What you will do:
Filter the entries, keeping every line with the string "overloaded".

Records to use:
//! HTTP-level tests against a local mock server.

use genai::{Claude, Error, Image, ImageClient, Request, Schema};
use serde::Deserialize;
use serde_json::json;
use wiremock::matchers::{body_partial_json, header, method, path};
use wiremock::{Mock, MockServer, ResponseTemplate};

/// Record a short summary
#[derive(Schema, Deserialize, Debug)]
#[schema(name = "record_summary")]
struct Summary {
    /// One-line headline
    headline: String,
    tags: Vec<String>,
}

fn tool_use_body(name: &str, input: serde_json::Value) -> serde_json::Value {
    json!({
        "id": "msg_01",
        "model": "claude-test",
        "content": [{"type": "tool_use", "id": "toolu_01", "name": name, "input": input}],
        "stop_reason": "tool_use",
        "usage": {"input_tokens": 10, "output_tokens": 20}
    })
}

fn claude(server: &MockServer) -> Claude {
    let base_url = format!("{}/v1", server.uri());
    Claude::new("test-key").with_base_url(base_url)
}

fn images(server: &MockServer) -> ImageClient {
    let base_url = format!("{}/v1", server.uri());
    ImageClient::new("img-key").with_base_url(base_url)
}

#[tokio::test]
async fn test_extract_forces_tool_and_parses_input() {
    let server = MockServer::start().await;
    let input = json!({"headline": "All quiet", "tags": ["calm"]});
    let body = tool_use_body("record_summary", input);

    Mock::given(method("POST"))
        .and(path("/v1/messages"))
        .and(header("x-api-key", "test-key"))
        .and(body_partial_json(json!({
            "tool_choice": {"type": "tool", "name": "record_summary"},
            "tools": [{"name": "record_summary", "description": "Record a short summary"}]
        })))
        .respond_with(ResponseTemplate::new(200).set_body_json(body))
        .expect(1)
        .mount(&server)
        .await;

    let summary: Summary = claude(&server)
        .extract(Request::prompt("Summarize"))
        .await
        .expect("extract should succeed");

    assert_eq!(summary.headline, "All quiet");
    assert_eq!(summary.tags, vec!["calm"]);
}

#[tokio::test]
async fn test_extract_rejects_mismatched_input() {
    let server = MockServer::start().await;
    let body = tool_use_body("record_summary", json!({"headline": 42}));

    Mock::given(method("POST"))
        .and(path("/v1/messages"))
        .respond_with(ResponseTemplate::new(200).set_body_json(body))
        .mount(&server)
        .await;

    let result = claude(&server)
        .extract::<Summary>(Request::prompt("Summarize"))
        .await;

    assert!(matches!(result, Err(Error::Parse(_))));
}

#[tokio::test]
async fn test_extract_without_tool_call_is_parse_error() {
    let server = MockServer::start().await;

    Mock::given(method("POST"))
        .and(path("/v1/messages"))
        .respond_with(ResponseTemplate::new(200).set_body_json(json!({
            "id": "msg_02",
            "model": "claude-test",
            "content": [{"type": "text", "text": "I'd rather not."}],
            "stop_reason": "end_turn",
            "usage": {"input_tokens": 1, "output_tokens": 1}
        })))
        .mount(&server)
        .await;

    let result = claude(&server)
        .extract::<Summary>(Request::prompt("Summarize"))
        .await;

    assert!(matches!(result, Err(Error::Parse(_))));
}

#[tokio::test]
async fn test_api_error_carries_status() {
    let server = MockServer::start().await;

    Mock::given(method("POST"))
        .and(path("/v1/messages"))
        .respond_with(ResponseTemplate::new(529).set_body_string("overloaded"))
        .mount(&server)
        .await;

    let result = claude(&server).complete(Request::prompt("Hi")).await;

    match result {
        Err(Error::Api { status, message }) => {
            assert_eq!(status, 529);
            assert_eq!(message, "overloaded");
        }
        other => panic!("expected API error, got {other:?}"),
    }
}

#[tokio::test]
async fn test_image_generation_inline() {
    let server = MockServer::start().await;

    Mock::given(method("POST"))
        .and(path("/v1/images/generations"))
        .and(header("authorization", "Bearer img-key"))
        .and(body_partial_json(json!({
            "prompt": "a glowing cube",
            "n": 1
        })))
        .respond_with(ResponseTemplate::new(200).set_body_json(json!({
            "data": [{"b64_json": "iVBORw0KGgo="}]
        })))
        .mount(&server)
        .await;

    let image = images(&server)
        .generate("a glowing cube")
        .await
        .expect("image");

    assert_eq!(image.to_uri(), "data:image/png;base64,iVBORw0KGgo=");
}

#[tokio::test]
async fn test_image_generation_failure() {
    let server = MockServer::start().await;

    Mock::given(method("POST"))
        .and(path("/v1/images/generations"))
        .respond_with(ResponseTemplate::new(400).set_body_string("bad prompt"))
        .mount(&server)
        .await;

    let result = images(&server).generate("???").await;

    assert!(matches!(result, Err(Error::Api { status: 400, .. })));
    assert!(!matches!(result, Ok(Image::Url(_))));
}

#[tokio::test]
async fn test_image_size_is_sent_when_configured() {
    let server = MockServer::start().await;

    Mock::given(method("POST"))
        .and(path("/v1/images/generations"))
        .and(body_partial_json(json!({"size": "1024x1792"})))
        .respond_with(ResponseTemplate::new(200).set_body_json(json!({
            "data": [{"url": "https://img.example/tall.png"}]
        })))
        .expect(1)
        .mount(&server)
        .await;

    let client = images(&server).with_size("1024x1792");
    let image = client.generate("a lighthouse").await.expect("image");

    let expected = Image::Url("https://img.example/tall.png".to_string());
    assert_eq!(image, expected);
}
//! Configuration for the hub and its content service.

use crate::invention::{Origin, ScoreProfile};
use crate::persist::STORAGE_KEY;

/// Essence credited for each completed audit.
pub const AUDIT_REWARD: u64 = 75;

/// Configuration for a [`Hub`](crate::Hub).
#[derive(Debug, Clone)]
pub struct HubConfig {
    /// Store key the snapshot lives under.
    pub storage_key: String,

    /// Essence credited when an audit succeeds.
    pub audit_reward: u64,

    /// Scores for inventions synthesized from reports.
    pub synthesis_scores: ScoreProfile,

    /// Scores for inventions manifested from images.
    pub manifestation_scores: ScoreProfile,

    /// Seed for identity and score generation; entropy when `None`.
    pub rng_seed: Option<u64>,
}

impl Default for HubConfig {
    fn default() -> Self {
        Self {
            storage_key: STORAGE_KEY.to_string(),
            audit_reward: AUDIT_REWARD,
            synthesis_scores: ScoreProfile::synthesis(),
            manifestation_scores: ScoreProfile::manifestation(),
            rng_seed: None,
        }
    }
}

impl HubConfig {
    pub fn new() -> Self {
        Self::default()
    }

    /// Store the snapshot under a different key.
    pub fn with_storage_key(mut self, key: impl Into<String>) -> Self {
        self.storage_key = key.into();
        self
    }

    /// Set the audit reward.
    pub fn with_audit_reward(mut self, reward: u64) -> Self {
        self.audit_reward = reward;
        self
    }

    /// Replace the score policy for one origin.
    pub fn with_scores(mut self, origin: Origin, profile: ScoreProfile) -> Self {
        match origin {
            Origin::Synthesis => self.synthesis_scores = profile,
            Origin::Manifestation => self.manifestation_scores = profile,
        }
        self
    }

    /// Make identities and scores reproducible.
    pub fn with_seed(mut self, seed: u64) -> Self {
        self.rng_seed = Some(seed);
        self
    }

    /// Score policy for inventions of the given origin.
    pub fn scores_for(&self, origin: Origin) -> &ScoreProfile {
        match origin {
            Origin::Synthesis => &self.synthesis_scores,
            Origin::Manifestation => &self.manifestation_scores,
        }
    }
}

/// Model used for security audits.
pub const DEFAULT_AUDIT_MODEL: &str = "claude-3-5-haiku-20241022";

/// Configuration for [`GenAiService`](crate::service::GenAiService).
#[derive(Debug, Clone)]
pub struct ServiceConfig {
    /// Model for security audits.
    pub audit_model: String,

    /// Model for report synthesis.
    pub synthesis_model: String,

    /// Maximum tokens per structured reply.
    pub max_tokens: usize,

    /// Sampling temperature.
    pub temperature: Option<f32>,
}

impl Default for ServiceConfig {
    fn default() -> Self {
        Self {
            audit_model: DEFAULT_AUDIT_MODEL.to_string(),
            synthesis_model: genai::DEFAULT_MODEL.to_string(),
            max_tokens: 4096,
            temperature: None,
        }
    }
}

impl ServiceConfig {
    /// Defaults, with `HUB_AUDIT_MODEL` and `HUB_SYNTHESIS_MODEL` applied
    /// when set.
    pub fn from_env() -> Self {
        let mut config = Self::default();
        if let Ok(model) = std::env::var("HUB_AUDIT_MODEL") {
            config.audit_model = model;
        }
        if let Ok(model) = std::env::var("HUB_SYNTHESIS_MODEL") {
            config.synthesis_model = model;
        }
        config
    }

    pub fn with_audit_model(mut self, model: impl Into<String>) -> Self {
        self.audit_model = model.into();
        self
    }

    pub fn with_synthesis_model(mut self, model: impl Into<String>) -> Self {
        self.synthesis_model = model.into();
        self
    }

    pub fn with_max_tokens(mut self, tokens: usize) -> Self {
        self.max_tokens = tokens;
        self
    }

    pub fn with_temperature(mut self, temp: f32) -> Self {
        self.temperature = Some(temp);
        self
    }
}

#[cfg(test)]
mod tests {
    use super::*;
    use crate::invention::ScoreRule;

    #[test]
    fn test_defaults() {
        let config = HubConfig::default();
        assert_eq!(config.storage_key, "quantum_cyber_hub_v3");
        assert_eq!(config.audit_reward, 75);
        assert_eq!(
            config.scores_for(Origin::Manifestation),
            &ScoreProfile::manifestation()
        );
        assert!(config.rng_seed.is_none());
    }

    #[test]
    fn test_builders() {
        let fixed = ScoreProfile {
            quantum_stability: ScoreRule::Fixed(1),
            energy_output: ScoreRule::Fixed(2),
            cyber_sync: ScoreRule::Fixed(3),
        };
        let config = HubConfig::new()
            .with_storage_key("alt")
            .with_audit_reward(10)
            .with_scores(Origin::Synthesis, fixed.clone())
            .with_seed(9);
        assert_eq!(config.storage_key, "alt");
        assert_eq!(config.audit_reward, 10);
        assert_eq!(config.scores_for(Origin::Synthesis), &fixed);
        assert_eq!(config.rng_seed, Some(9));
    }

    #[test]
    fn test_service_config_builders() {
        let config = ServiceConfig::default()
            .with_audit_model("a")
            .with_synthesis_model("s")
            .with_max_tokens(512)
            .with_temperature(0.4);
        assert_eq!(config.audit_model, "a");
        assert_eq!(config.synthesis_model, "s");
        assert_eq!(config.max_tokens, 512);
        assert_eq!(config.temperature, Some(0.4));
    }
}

Response below:
        .respond_with(ResponseTemplate::new(529).set_body_string("overloaded"))
            assert_eq!(message, "overloaded");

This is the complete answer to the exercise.